IRON FIVE: THE STORY OF THE 1963 LOYOLA BASKETBALL TEAM
The Peace, Justice and Conflict Studies Program invites you to join us for a film screening of IRON FIVE: THE STORY OF THE 1963 LOYOLA BASKETBALL TEAM. A conversation with Director and Producer, Rino Liberatore, and with Team Captain of the 1963 Loyola Basketball Team and NCAA Most Valuable Player,
Jerry Harkness, will be held following the screening.
When: Friday, January 29th at 7-8pm
Where: Zoom Webinar – Registration Required
Who May attend: the Loyola Community and the General Public
Sponsored by: The Peace, Justice, And Conflict Studies Program, The Global And International Studies Program, The Theology Department, The History Department, The Sociology Department, The African Studies And African Diaspora Program, Military Science and The Black Graduate Student Alliance.
For more information, contact William French at email@example.com
This film is about two stories. The best known is the basketball story. Loyola went on to win the NCAA basketball title. It is the only time an Illinois team has ever won. But the greater story is one of courage in the face of racial injustice. An unwritten rule in the NCAA was that no college team could field more than two Black players on the court. Loyola’s coach wanted to win and he recruited strong Black players. His starting line-up had four Black players—Jerry Harkness, Ron Miller, Les Hunter, and Vic Rouse. Jack Eagan was the sole white starter. This team crashed a barrier and they bore up even though they received hate mail and threats. They entered the NCAA tournament with a 24-2 record. They were set to play Mississippi State University whose team was strong but had been prevented by their governor for playing any racially integrated teams for the last two years. The governor ordered the Mississippi State team not to play. Their coach and team disobeyed and flew to Michigan to play Loyola. A Mississippi white player shook hands with a Loyola black player to start the game. There was respect and guts on both sides. Though Loyola won the game, the Mississippi coach said that in an important way both teams won. This game is known now as The Game of Change for it shattered a racist barrier in college basketball.
Loyola’s intensely dramatic win in the NCAA finals against Cincinnati was a nail-biter. Jerry Harkness, Loyola’s forward and an All American was scoreless at halftime. Loyola was down by 15 points at halftime. Loyola and Harkness caught fire and tied the game. It went into overtime. Loyola made a final basket and Loyola won by two points. Some sportscasters have named this the NCAA’s “greatest game.”
Biography of Jerry Harkness
Jerry Harkness began his athletic career in Harlem, New York leading his team to win the High School City Championship in basketball and capturing the 1000-yard run in track.
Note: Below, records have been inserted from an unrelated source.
use anyhow::{bail, Result};

use crate::cli::FilterArgs;
use crate::filter::{BankFilter, FilterCriteria, MaturityWindow, Selection};

impl FilterArgs {
    /// Convert command-line filters into engine criteria.
    ///
    /// An absent flag means "everything in the catalog". A custom day range
    /// may be open on either side.
    pub fn to_criteria(&self) -> Result<FilterCriteria> {
        let banks = if !self.banks.is_empty() {
            BankFilter::include(self.banks.iter().cloned())
        } else {
            BankFilter::exclude(self.exclude_banks.iter().cloned())
        };

        let maturity = match (self.maturity, self.min_days, self.max_days) {
            (Some(preset), _, _) => preset.window(),
            (None, None, None) => MaturityWindow::unbounded(),
            (None, min, max) => {
                let window = MaturityWindow::new(min.unwrap_or(i64::MIN), max.unwrap_or(i64::MAX));
                if window.min_days > window.max_days {
                    bail!(
                        "--min-days ({}) must not exceed --max-days ({})",
                        window.min_days,
                        window.max_days
                    );
                }
                window
            }
        };

        Ok(FilterCriteria {
            banks,
            indexers: selection(&self.indexers),
            ratings: selection(&self.ratings),
            maturity,
        })
    }
}

fn selection(values: &[String]) -> Selection {
    if values.is_empty() {
        Selection::All
    } else {
        Selection::only(values.iter().cloned())
    }
}
//! Measurement models and the shared unscented update.
//!
//! Both sensors run the same gain/covariance arithmetic; they differ only
//! in how a predicted sigma point maps into observation space and in
//! whether one residual component is an angle. That seam is the
//! [`MeasurementModel`] trait, with one implementation per sensor.

use nalgebra::{DMatrix, DVector, DVectorView};

use super::N_SIG;
use crate::common::linalg::{normalize_angle, quadratic_form};
use crate::filter::FilterError;

/// Observation model for one sensor type.
///
/// Implementations own their fixed measurement noise covariance, supplied
/// at construction.
pub trait MeasurementModel {
    /// Measurement space dimension
    fn z_dim(&self) -> usize;

    /// Fixed measurement noise covariance (`z_dim` × `z_dim`)
    fn noise(&self) -> &DMatrix<f64>;

    /// Index of the angular residual component, if the model has one.
    /// Residuals in that component are wrapped to `(-π, π]`.
    fn wrapped_component(&self) -> Option<usize>;

    /// Map one predicted sigma point (a state-space column) into
    /// measurement space.
    fn project(&self, state: DVectorView<f64>) -> DVector<f64>;
}

/// Cartesian position sensor (lidar): observes `(px, py)` directly.
#[derive(Debug, Clone)]
pub struct PositionModel {
    noise: DMatrix<f64>,
}

impl PositionModel {
    /// Create a position model from per-axis noise standard deviations.
    pub fn new(std_px: f64, std_py: f64) -> Self {
        let noise = DMatrix::from_diagonal(&DVector::from_vec(vec![
            std_px * std_px,
            std_py * std_py,
        ]));
        Self { noise }
    }
}

impl MeasurementModel for PositionModel {
    fn z_dim(&self) -> usize {
        2
    }

    fn noise(&self) -> &DMatrix<f64> {
        &self.noise
    }

    fn wrapped_component(&self) -> Option<usize> {
        None
    }

    fn project(&self, state: DVectorView<f64>) -> DVector<f64> {
        DVector::from_vec(vec![state[0], state[1]])
    }
}

/// Polar sensor (radar): observes `(range, bearing, range-rate)`.
#[derive(Debug, Clone)]
pub struct PolarModel {
    noise: DMatrix<f64>,
}

impl PolarModel {
    /// Create a polar model from range, bearing and range-rate noise
    /// standard deviations.
    pub fn new(std_r: f64, std_phi: f64, std_rd: f64) -> Self {
        let noise = DMatrix::from_diagonal(&DVector::from_vec(vec![
            std_r * std_r,
            std_phi * std_phi,
            std_rd * std_rd,
        ]));
        Self { noise }
    }
}

impl MeasurementModel for PolarModel {
    fn z_dim(&self) -> usize {
        3
    }

    fn noise(&self) -> &DMatrix<f64> {
        &self.noise
    }

    fn wrapped_component(&self) -> Option<usize> {
        Some(1)
    }

    fn project(&self, state: DVectorView<f64>) -> DVector<f64> {
        let mut px = state[0];
        let mut py = state[1];
        let v = state[2];
        let yaw = state[3];

        let range = (px * px + py * py).sqrt();

        // At the sensor origin both atan2 and the range-rate division are
        // undefined; nudge the position by machine epsilon.
        if px.abs() < f64::EPSILON && py.abs() < f64::EPSILON {
            px = f64::EPSILON;
            py = f64::EPSILON;
        }

        let bearing = py.atan2(px);
        let range_rate =
            (px * v * yaw.cos() + py * v * yaw.sin()) / (px * px + py * py).sqrt();

        DVector::from_vec(vec![range, bearing, range_rate])
    }
}

/// Result of one measurement update.
#[derive(Debug, Clone)]
pub struct UpdateOutcome {
    /// Corrected state mean
    pub state: DVector<f64>,
    /// Corrected state covariance
    pub covariance: DMatrix<f64>,
    /// Normalized Innovation Squared for this update
    pub nis: f64,
}

/// Fuse one measurement with the predicted state distribution.
///
/// Shared by both sensors; the model parameter supplies the projection,
/// the noise covariance and the residual wrap policy.
///
/// # Arguments
/// * `state` - Predicted state mean (5)
/// * `covariance` - Predicted state covariance (5×5)
/// * `xsig_pred` - Predicted sigma points (5×15)
/// * `weights` - Sigma point weights (15)
/// * `model` - Measurement model for the sensor that produced `z`
/// * `z` - Actual measurement
///
/// # Errors
/// * [`FilterError::DimensionMismatch`] when `z` does not match the
///   model's measurement dimension
/// * [`FilterError::SingularMatrix`] when the innovation covariance is
///   not invertible; no internal fallback is attempted
pub fn update<M: MeasurementModel>(
    state: &DVector<f64>,
    covariance: &DMatrix<f64>,
    xsig_pred: &DMatrix<f64>,
    weights: &DVector<f64>,
    model: &M,
    z: &DVector<f64>,
) -> Result<UpdateOutcome, FilterError> {
    let n_z = model.z_dim();
    if z.len() != n_z {
        return Err(FilterError::DimensionMismatch {
            expected: n_z,
            actual: z.len(),
            context: "measurement vector".to_string(),
        });
    }

    // Project sigma points into measurement space
    let mut zsig = DMatrix::zeros(n_z, N_SIG);
    for i in 0..N_SIG {
        zsig.column_mut(i).copy_from(&model.project(xsig_pred.column(i)));
    }

    // Predicted measurement mean
    let mut z_pred = DVector::zeros(n_z);
    for i in 0..N_SIG {
        z_pred += weights[i] * zsig.column(i);
    }

    // Innovation covariance S and state/measurement cross covariance Tc
    let mut s = model.noise().clone();
    let mut tc = DMatrix::zeros(state.len(), n_z);
    for i in 0..N_SIG {
        let mut z_diff = zsig.column(i) - &z_pred;
        if let Some(c) = model.wrapped_component() {
            z_diff[c] = normalize_angle(z_diff[c]);
        }

        let mut x_diff = xsig_pred.column(i) - state;
        x_diff[3] = normalize_angle(x_diff[3]);

        s += weights[i] * &z_diff * z_diff.transpose();
        tc += weights[i] * &x_diff * z_diff.transpose();
    }

    // A non-invertible S means no valid gain exists; surface it
    let s_inv = s
        .clone()
        .cholesky()
        .ok_or_else(|| FilterError::SingularMatrix {
            context: "innovation covariance".to_string(),
        })?
        .inverse();

    // Kalman gain and wrapped innovation
    let gain = &tc * &s_inv;
    let mut innovation = z - &z_pred;
    if let Some(c) = model.wrapped_component() {
        innovation[c] = normalize_angle(innovation[c]);
    }

    let new_state = state + &gain * &innovation;
    let new_covariance = covariance - &gain * &s * gain.transpose();
    let nis = quadratic_form(&innovation, &s_inv);

    Ok(UpdateOutcome {
        state: new_state,
        covariance: new_covariance,
        nis,
    })
}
Harkness received a scholarship to Loyola University Chicago where he led the Ramblers to the 1963 NCAA Basketball title. He was named Consensus All American and Most Valuable Player in the East-West All State game. Mr. Harkness got his degree in Sociology and became the first African American store merchandiser for the Quaker Oats Company.
After a short time with the New York Knickerbockers, Jerry became a member of the American Basketball Association (ABA) Indiana Pacers. While playing for the Pacers in 1967, he made the longest three-point shot in pro basketball history. He held that record for 34 years. It is still the longest shot to win a game.
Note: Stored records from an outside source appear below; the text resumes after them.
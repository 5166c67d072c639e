//! Numeric helpers for angle arithmetic and quadratic forms.

use nalgebra::{DMatrix, DVector};
use std::f64::consts::PI;

/// Wrap an angle into the interval `(-π, π]`.
///
/// Heading and bearing residuals must be wrapped before entering any
/// covariance accumulation; a raw difference near the ±π discontinuity
/// would otherwise corrupt the outer products.
///
/// The mapping is idempotent: wrapping an already wrapped value returns
/// it unchanged.
#[inline]
pub fn normalize_angle(angle: f64) -> f64 {
    // (PI - angle).rem_euclid(2π) lies in [0, 2π), so the result lies in (-π, π].
    PI - (PI - angle).rem_euclid(2.0 * PI)
}

/// Compute the quadratic form `vᵀ × M × v`.
///
/// Used for the NIS statistic, where `M` is the inverse innovation
/// covariance and `v` the innovation.
#[inline]
pub fn quadratic_form(v: &DVector<f64>, m: &DMatrix<f64>) -> f64 {
    v.dot(&(m * v))
}

/// Maximum absolute asymmetry `max |M - Mᵀ|` of a square matrix.
///
/// A covariance matrix drifting away from symmetry indicates a numerical
/// fault in the update arithmetic, so tests assert this stays near zero.
pub fn max_asymmetry(m: &DMatrix<f64>) -> f64 {
    let mut worst: f64 = 0.0;
    for i in 0..m.nrows() {
        for j in (i + 1)..m.ncols() {
            worst = worst.max((m[(i, j)] - m[(j, i)]).abs());
        }
    }
    worst
}
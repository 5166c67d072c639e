//! Ground truth and measurement generation.
//!
//! Simulates a single CTRV target and the interleaved lidar/radar
//! measurement stream a real log would contain. Used by integration
//! tests and benchmarks; production callers feed the filter from their
//! own measurement source.

use nalgebra::DVector;
use rand::rngs::StdRng;
use rand::SeedableRng;
use rand_distr::{Distribution, Normal};

use crate::components::prediction::ctrv_transition;
use crate::measurements::Measurement;

/// One ground-truth sample.
#[derive(Debug, Clone)]
pub struct TruthPoint {
    /// Timestamp in ticks, matching the measurement timestamps
    pub timestamp: i64,
    /// True state `[px, py, v, yaw, yawd]`
    pub state: DVector<f64>,
}

/// A simulated scenario: the true trajectory and the noisy measurements
/// observed along it.
#[derive(Debug, Clone)]
pub struct Scenario {
    /// True states, one per measurement
    pub truth: Vec<TruthPoint>,
    /// Noisy measurements in timestamp order, alternating lidar/radar
    pub measurements: Vec<Measurement>,
}

/// Parameters for scenario generation.
#[derive(Debug, Clone)]
pub struct ScenarioParams {
    /// Number of measurements to generate
    pub steps: usize,
    /// Time between consecutive measurements in seconds
    pub dt: f64,
    /// Timestamp ticks per second
    pub ticks_per_second: f64,
    /// Initial true state `[px, py, v, yaw, yawd]`
    pub initial_state: [f64; 5],
    /// True longitudinal acceleration noise standard deviation
    pub std_a: f64,
    /// True yaw acceleration noise standard deviation
    pub std_yawdd: f64,
    /// Lidar position noise standard deviation (both axes)
    pub std_laser: f64,
    /// Radar noise standard deviations (range, bearing, range-rate)
    pub std_radar: [f64; 3],
}

impl Default for ScenarioParams {
    fn default() -> Self {
        Self {
            steps: 100,
            dt: 0.05,
            ticks_per_second: 1e6,
            initial_state: [5.0, 2.0, 3.0, 0.3, 0.1],
            std_a: 0.2,
            std_yawdd: 0.2,
            std_laser: 0.15,
            std_radar: [0.3, 0.03, 0.3],
        }
    }
}

/// Generate a seeded scenario.
///
/// The true target follows the CTRV dynamics with per-step sampled
/// acceleration noise. Measurements alternate between lidar and radar so
/// both update paths get exercised on the same trajectory.
pub fn generate_scenario(seed: u64, params: &ScenarioParams) -> Scenario {
    let mut rng = StdRng::seed_from_u64(seed);

    let accel = Normal::new(0.0, params.std_a).expect("std_a must be finite and non-negative");
    let yaw_accel =
        Normal::new(0.0, params.std_yawdd).expect("std_yawdd must be finite and non-negative");
    let laser = Normal::new(0.0, params.std_laser).expect("std_laser must be valid");
    let radar_r = Normal::new(0.0, params.std_radar[0]).expect("std_radar[0] must be valid");
    let radar_phi = Normal::new(0.0, params.std_radar[1]).expect("std_radar[1] must be valid");
    let radar_rd = Normal::new(0.0, params.std_radar[2]).expect("std_radar[2] must be valid");

    let mut state = params.initial_state;
    let mut truth = Vec::with_capacity(params.steps);
    let mut measurements = Vec::with_capacity(params.steps);

    for step in 0..params.steps {
        let timestamp = (step as f64 * params.dt * params.ticks_per_second) as i64;

        let [px, py, v, yaw, _yawd] = state;

        let measurement = if step % 2 == 0 {
            Measurement::lidar(
                px + laser.sample(&mut rng),
                py + laser.sample(&mut rng),
                timestamp,
            )
        } else {
            let range = (px * px + py * py).sqrt();
            let bearing = py.atan2(px);
            let range_rate = if range > f64::EPSILON {
                (px * v * yaw.cos() + py * v * yaw.sin()) / range
            } else {
                0.0
            };
            Measurement::radar(
                range + radar_r.sample(&mut rng),
                bearing + radar_phi.sample(&mut rng),
                range_rate + radar_rd.sample(&mut rng),
                timestamp,
            )
        };

        truth.push(TruthPoint {
            timestamp,
            state: DVector::from_row_slice(&state),
        });
        measurements.push(measurement);

        // Advance the truth with freshly sampled accelerations
        let nu_a = accel.sample(&mut rng);
        let nu_yawdd = yaw_accel.sample(&mut rng);
        state = ctrv_transition(
            state[0], state[1], state[2], state[3], state[4], nu_a, nu_yawdd, params.dt,
        );
    }

    Scenario {
        truth,
        measurements,
    }
}

#[cfg(test)]
mod tests {
    use super::*;
    use crate::measurements::SensorType;

    #[test]
    fn test_scenario_is_deterministic_per_seed() {
        let params = ScenarioParams::default();
        let a = generate_scenario(7, &params);
        let b = generate_scenario(7, &params);

        assert_eq!(a.measurements.len(), b.measurements.len());
        for (ma, mb) in a.measurements.iter().zip(&b.measurements) {
            assert_eq!(ma, mb);
        }
    }

    #[test]
    fn test_scenario_alternates_sensors() {
        let scenario = generate_scenario(1, &ScenarioParams::default());
        for (i, m) in scenario.measurements.iter().enumerate() {
            let expected = if i % 2 == 0 {
                SensorType::Lidar
            } else {
                SensorType::Radar
            };
            assert_eq!(m.sensor_type, expected);
        }
    }

    #[test]
    fn test_timestamps_strictly_increase() {
        let scenario = generate_scenario(3, &ScenarioParams::default());
        for pair in scenario.measurements.windows(2) {
            assert!(pair[1].timestamp > pair[0].timestamp);
        }
    }

    #[test]
    fn test_truth_matches_measurement_count() {
        let scenario = generate_scenario(5, &ScenarioParams::default());
        assert_eq!(scenario.truth.len(), scenario.measurements.len());
        assert!(scenario
            .truth
            .iter()
            .all(|t| t.state.iter().all(|v| v.is_finite())));
    }
}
Following his retirement from the Indiana Pacers, Harkness became the first African American Indiana Sportscaster for television station WTHR-13 for twelve years and the same position with WTLC radio. He was a sports analyst for the Indiana Pacers and Loyola University Chicago. He was also the first African American fundraiser for the United Way of Central Indiana where he spent the next 25 years of his career.
Mr. Harkness is one of the founders of the 100 Black Men of Indianapolis and Indiana Black Expo. He has received numerous awards: NCAA Silver Anniversary Community Service Award, Boy Scout This is Your Life Service Award, The Jefferson Community Service Award, Sports Illustrated Award, Muhammad Ali Award, NCAA Loyola (only team) Inducted into College Basketball Hall of Fame, Captain of the Loyola team recognized by President Barack Obama in the White House. Jerry was inducted into the Indiana, Manhattan and Harlem Basketball Hall Fame and his basketball number 15 is retired at Loyola Chicago.
Mr. Harkness has just written his first book, a memoir called “Connections”. He and his wife Sarah are members of Eastern Star Church. He has two children Jerald and Julie Lyn Arnold. Four grandchildren, Kara, Kiley, Anna Grace and Ashlyn.